MR. VALENTINE: I think that it is an unseemly thing for the District Attorney to ...
OVERRULED
EXCEPTION 15
Q. You figure you can buy your way out of anything, don't you, Mr. Bailey?
OBJECTION
SUSTAINED
MR. VALENTINE: I believe I want to be heard out of the presence of the Jury on that.
It was, of course, proper to cross-examine defendant about his prior criminal convictions. 1 Stansbury, N.C. Evidence § 112 (Brandis rev. 1973). The dispute centers on the question to defendant "[y]ou figure you can buy your way out of anything, don't you, Mr. Bailey?" Defendant argues that even though his objection to this question was sustained, he was prejudiced by the very nature of the question itself and the failure of the judge to instruct the jury to disregard it.

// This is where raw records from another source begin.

//! Intermediate face-corner mesh produced by the OBJ parser.

use std::collections::HashMap;

use nalgebra::{Point2, Point3, Vector3};

use crate::error::{MeshError, Result};
use crate::mesh::{bounding_box, PolyMesh, QuadMesh, TriMesh};

/// One face corner, with 0-based indices into the attribute arrays of an
/// [`ObjMesh`].
#[derive(Debug, Clone, Copy, PartialEq, Eq, Hash)]
pub struct ObjCorner {
    /// Index into [`ObjMesh::points`].
    pub position: usize,
    /// Index into [`ObjMesh::uvs`], if the corner has one.
    pub uv: Option<usize>,
    /// Index into [`ObjMesh::normals`], if the corner has one.
    pub normal: Option<usize>,
}

/// Mesh data as it appears in an OBJ file.
///
/// Positions, normals and texture coordinates are independent arrays, and
/// each face corner indexes them separately, so one position may carry
/// different normals on different faces.
#[derive(Debug, Clone, Default)]
pub struct ObjMesh {
    /// Vertex positions (`v`).
    pub points: Vec<Point3<f64>>,
    /// Vertex normals (`vn`).
    pub normals: Vec<Vector3<f64>>,
    /// Texture coordinates (`vt`).
    pub uvs: Vec<Point2<f64>>,
    /// Faces as lists of corners.
    pub faces: Vec<Vec<ObjCorner>>,
}

impl ObjMesh {
    /// An empty mesh.
    pub fn new() -> Self {
        Self::default()
    }

    /// Translate and uniformly scale the positions so the bounding box is
    /// centered at the origin and its largest side spans `[-0.5, 0.5]`.
    ///
    /// A mesh whose points all coincide is only translated.
    pub fn center_and_scale(&mut self) {
        let Some((min, max)) = bounding_box(&self.points) else {
            return;
        };
        let center = nalgebra::center(&min, &max);
        let size = max - min;
        let max_dim = size.x.max(size.y).max(size.z);
        let scale = if max_dim > 0.0 { 1.0 / max_dim } else { 1.0 };

        for p in &mut self.points {
            *p = Point3::from((*p - center) * scale);
        }
    }

    /// Check that every corner indexes existing attributes.
    fn check_corners(&self) -> Result<()> {
        for (fi, face) in self.faces.iter().enumerate() {
            for corner in face {
                if corner.position >= self.points.len() {
                    return Err(MeshError::InvalidVertexIndex {
                        face: fi,
                        vertex: corner.position,
                    });
                }
                let attributes = [
                    ("normal", corner.normal, self.normals.len()),
                    ("texture coordinate", corner.uv, self.uvs.len()),
                ];
                for (attribute, index, count) in attributes {
                    if let Some(index) = index.filter(|&i| i >= count) {
                        return Err(MeshError::InvalidAttributeIndex {
                            face: fi,
                            attribute,
                            index,
                        });
                    }
                }
            }
        }
        Ok(())
    }

    /// Convert to a [`TriMesh`].
    ///
    /// Every face must be a triangle. Output vertices are shared between
    /// corners that have the same position and, when the file has normals,
    /// the same normal; corners that differ in normal become separate vertices.
    pub fn as_tri_mesh(&self) -> Result<TriMesh> {
        self.check_corners()?;
        let has_normals = !self.normals.is_empty();

        let mut points: Vec<Point3<f64>> = Vec::new();
        let mut normals: Vec<Vector3<f64>> = Vec::new();
        let mut faces: Vec<usize> = Vec::with_capacity(self.faces.len() * 3);
        let mut lookup: HashMap<(usize, Option<usize>), usize> = HashMap::new();

        for (fi, face) in self.faces.iter().enumerate() {
            if face.len() != 3 {
                return Err(MeshError::FaceArity {
                    face: fi,
                    expected: 3,
                    found: face.len(),
                });
            }
            for corner in face {
                let key = (corner.position, if has_normals { corner.normal } else { None });
                let idx = *lookup.entry(key).or_insert_with(|| {
                    points.push(self.points[corner.position]);
                    if has_normals {
                        normals.push(corner.normal.map_or_else(Vector3::zeros, |n| self.normals[n]));
                    }
                    points.len() - 1
                });
                faces.push(idx);
            }
        }

        let normals = if has_normals { Some(normals) } else { None };
        TriMesh::new(points, normals, faces)
    }

    /// Convert to a [`QuadMesh`]. Every face must have four distinct corners.
    pub fn as_quad_mesh(&self) -> Result<QuadMesh> {
        let mut faces = Vec::with_capacity(self.faces.len() * 4);
        for (fi, face) in self.faces.iter().enumerate() {
            if face.len() != 4 {
                return Err(MeshError::FaceArity {
                    face: fi,
                    expected: 4,
                    found: face.len(),
                });
            }
            faces.extend(face.iter().map(|c| c.position));
        }
        QuadMesh::new(self.points.clone(), faces)
    }

    /// Convert to a [`PolyMesh`], keeping every face as-is.
    pub fn as_poly_mesh(&self) -> Result<PolyMesh> {
        let faces = self
            .faces
            .iter()
            .map(|f| f.iter().map(|c| c.position).collect())
            .collect();
        PolyMesh::new(self.points.clone(), faces)
    }
}

#[cfg(test)]
mod tests {
    use super::*;
    use crate::io::obj::{parse, ObjOptions};

    #[test]
    fn test_normals_split_vertices() {
        // Two triangles share positions 1 and 2 but use different normals
        let text = "\
v 0 0 0
v 1 0 0
v 0 1 0
v 1 1 1
vn 0 0 1
vn 1 0 0
f 1//1 2//1 3//1
f 2//2 4//2 3//2
";
        let obj = parse(text, &ObjOptions::default()).unwrap();
        let tri = obj.as_tri_mesh().unwrap();
        assert_eq!(tri.num_points(), 6);
        assert_eq!(tri.num_triangles(), 2);
        let normals = tri.normals().unwrap();
        assert_eq!(normals[tri.triangle(1)[0]], Vector3::new(1.0, 0.0, 0.0));
    }

    #[test]
    fn test_shared_positions_without_normals() {
        let text = "v 0 0 0\nv 1 0 0\nv 0 1 0\nv 1 1 0\nf 1 2 3\nf 2 4 3\n";
        let tri = parse(text, &ObjOptions::default()).unwrap().as_tri_mesh().unwrap();
        assert_eq!(tri.num_points(), 4);
        assert!(tri.normals().is_none());
        assert_eq!(tri.faces(), &[0, 1, 2, 1, 3, 2]);
    }

    #[test]
    fn test_arity_errors() {
        let text = "v 0 0 0\nv 1 0 0\nv 1 1 0\nv 0 1 0\nf 1 2 3\nf 1 2 3 4\n";
        let obj = parse(text, &ObjOptions::default().with_triangulate(false)).unwrap();

        assert!(matches!(
            obj.as_tri_mesh(),
            Err(MeshError::FaceArity { face: 1, expected: 3, found: 4 })
        ));
        assert!(matches!(
            obj.as_quad_mesh(),
            Err(MeshError::FaceArity { face: 0, expected: 4, found: 3 })
        ));
        assert_eq!(obj.as_poly_mesh().unwrap().num_faces(), 2);
    }

    #[test]
    fn test_conversion_copies_points() {
        let text = "v 0 0 0\nv 1 0 0\nv 1 1 0\nv 0 1 0\nf 1 2 3 4\n";
        let obj = parse(text, &ObjOptions::default().with_triangulate(false)).unwrap();
        let mut quad = obj.as_quad_mesh().unwrap();
        quad.points_mut()[0] = Point3::new(7.0, 7.0, 7.0);
        assert_eq!(obj.points[0], Point3::origin());
    }

    #[test]
    fn test_missing_normal_gets_zero() {
        let text = "\
v 0 0 0
v 1 0 0
v 0 1 0
vn 0 0 1
f 1//1 2 3//1
";
        let obj = parse(text, &ObjOptions::default()).unwrap();
        assert_eq!(obj.faces[0][1].normal, None);

        let tri = obj.as_tri_mesh().unwrap();
        let normals = tri.normals().unwrap();
        assert_eq!(tri.num_points(), 3);
        assert_eq!(normals[tri.triangle(0)[0]], Vector3::z());
        assert_eq!(normals[tri.triangle(0)[1]], Vector3::zeros());
        assert_eq!(normals[tri.triangle(0)[2]], Vector3::z());
    }

    #[test]
    fn test_missing_normal_is_its_own_vertex() {
        // Position 2 appears once with a normal and once without
        let text = "\
v 0 0 0
v 1 0 0
v 0 1 0
v 1 1 0
vn 0 0 1
f 1//1 2//1 3//1
f 2 4//1 3//1
";
        let tri = parse(text, &ObjOptions::default()).unwrap().as_tri_mesh().unwrap();
        assert_eq!(tri.num_points(), 5);
        let normals = tri.normals().unwrap();
        assert_eq!(normals[tri.triangle(1)[0]], Vector3::zeros());
        assert_eq!(tri.points()[tri.triangle(1)[0]], Point3::new(1.0, 0.0, 0.0));
    }

    #[test]
    fn test_out_of_range_corners() {
        let mut obj = ObjMesh::new();
        obj.points.push(Point3::origin());
        let corner = |position| ObjCorner {
            position,
            uv: None,
            normal: None,
        };
        obj.faces.push(vec![corner(0), corner(5), corner(7)]);

        assert!(matches!(
            obj.as_tri_mesh(),
            Err(MeshError::InvalidVertexIndex { face: 0, vertex: 5 })
        ));
        assert!(matches!(
            obj.as_poly_mesh(),
            Err(MeshError::InvalidVertexIndex { face: 0, .. })
        ));
        obj.faces[0].push(corner(0));
        assert!(obj.as_quad_mesh().is_err());

        let mut obj = ObjMesh::new();
        obj.points = vec![Point3::origin(), Point3::new(1.0, 0.0, 0.0), Point3::new(0.0, 1.0, 0.0)];
        obj.normals.push(Vector3::z());
        obj.faces.push(vec![
            corner(0),
            ObjCorner {
                position: 1,
                uv: None,
                normal: Some(3),
            },
            corner(2),
        ]);
        assert!(matches!(
            obj.as_tri_mesh(),
            Err(MeshError::InvalidAttributeIndex { face: 0, attribute: "normal", index: 3 })
        ));
    }

    #[test]
    fn test_hand_built_repeated_vertex() {
        let mut obj = ObjMesh::new();
        obj.points = vec![Point3::origin(), Point3::new(1.0, 0.0, 0.0), Point3::new(0.0, 1.0, 0.0)];
        obj.faces.push(
            [0, 1, 0, 2]
                .into_iter()
                .map(|position| ObjCorner {
                    position,
                    uv: None,
                    normal: None,
                })
                .collect(),
        );
        assert!(matches!(obj.as_quad_mesh(), Err(MeshError::DegenerateFace { face: 0 })));
        assert!(matches!(obj.as_poly_mesh(), Err(MeshError::DegenerateFace { face: 0 })));
    }

    #[test]
    fn test_center_and_scale() {
        let text = "v 2 0 0\nv 6 1 0\nv 4 2 1\n";
        let mut obj = parse(text, &ObjOptions::default()).unwrap();
        obj.center_and_scale();

        let (min, max) = obj.as_poly_mesh().unwrap().bounding_box().unwrap();
        assert!((min.x + 0.5).abs() < 1e-12);
        assert!((max.x - 0.5).abs() < 1e-12);
        assert!((min.y + 0.25).abs() < 1e-12);
        assert!((max.z - 0.125).abs() < 1e-12);
    }

    #[test]
    fn test_center_and_scale_degenerate() {
        let mut empty = ObjMesh::new();
        empty.center_and_scale();
        assert!(empty.points.is_empty());

        let mut single = ObjMesh::new();
        single.points.push(Point3::new(3.0, -2.0, 1.0));
        single.center_and_scale();
        assert_eq!(single.points[0], Point3::origin());
    }
}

*756 A cardinal rule of appellate review is that the scope of cross-examination is firmly lodged in the trial judge's discretion, and his rulings thereon will not be disturbed unless the verdict was improperly influenced. State v. Parker, 45 N.C.App. 276, 262 S.E.2d 686 (1980). We disapprove of the solicitor's question and hold that the trial judge correctly sustained defendant's objection thereto. The question did not, however, have the degree of inflammatory impact sufficient to have seriously affected the outcome at trial. See State v. Locklear, 294 N.C. 210, 241 S.E.2d 65 (1978) [solicitor asked defense witness "you are lying through your teeth and you know you are playing with a perjury count; don't you?"]; and State v. Britt, 288 N.C. 699, 220 S.E.2d 283 (1975). In addition, since the impropriety was not gross, the judge did not abuse his discretion in failing to caution the jury to disregard it on his own motion.
The conduct of a trial and the prevention of unfair tactics by all connected with the trial must be left in a large measure to the discretion of the trial judge, and it is the duty of the trial judge to intervene when remarks of counsel are not warranted by the evidence and are calculated to prejudice or mislead the jury.
State v. Holmes, 296 N.C. 47, 50, 249 S.E.2d 380, 382 (1978). Defendant was at liberty to request a cautionary instruction after his objection was sustained, and having failed to do so, he has not shown any prejudicial error in the cross-examination.
The final issue is whether the court erred in overruling defendant's objection to the solicitor's argument that "the defendants were lawless people, had no regard for the law books or the laws that have been established; and that in the course of his argument he picked up a law book and slammed it down on the desk." Only this portion of the argument appears in the record for our review. The latitude permitted in jury argument is controlled by the judge's discretion. State v. Monk, 286 N.C. 509, 212 S.E.2d 125 (1975). Ordinarily, his discretion is not reviewable "unless the impropriety of counsel's remarks is extreme and is clearly calculated to prejudice the jury in its deliberations." State v. Taylor, 289 N.C. 223, 227, 221 S.E.2d 359, 362 (1976). A new trial is awarded only in cases of extreme abuse in the argument. State v. Davis, 45 N.C.App. 113, 262 S.E.2d 329 (1980) [reference to defendant as a "mean S.O.B."]; State v. Swink, 29 N.C.App. 745, 225 S.E.2d 646 (1976) [reference to defendant as a "professional criminal"]. The reference to "lawless people" here, however, amounts to little more than an uncomplimentary characterization which was amply supported by the State's evidence that defendant shot Perry, inflicting serious bodily injury, on 17 February 1979. State v. Westbrook, 279 N.C. 18, 181 S.E.2d 572, death sentence vacated, 408 U.S. 939, 92 S.Ct. 2873, 33 L.Ed.2d 761 (1972); State v. Wortham, 287 N.C. 541, 215 S.E.2d 131 (1975). We, therefore, decline to grant a new trial on this ground. State v. Noell, 284 N.C. 670, 202 S.E.2d 750, death sentence vacated, 428 U.S. 902, 96 S.Ct. 3203, 49 L.Ed.2d 1205 (1976); State v. Mink, 23 N.C.App. 203, 208 S.E.2d 522, cert. den., 286 N.C. 340, 211 S.E.2d 215 (1974).
We have carefully reviewed all of defendant's assignments of error and find
No error.
MORRIS, C. J., and WELLS, J., concur.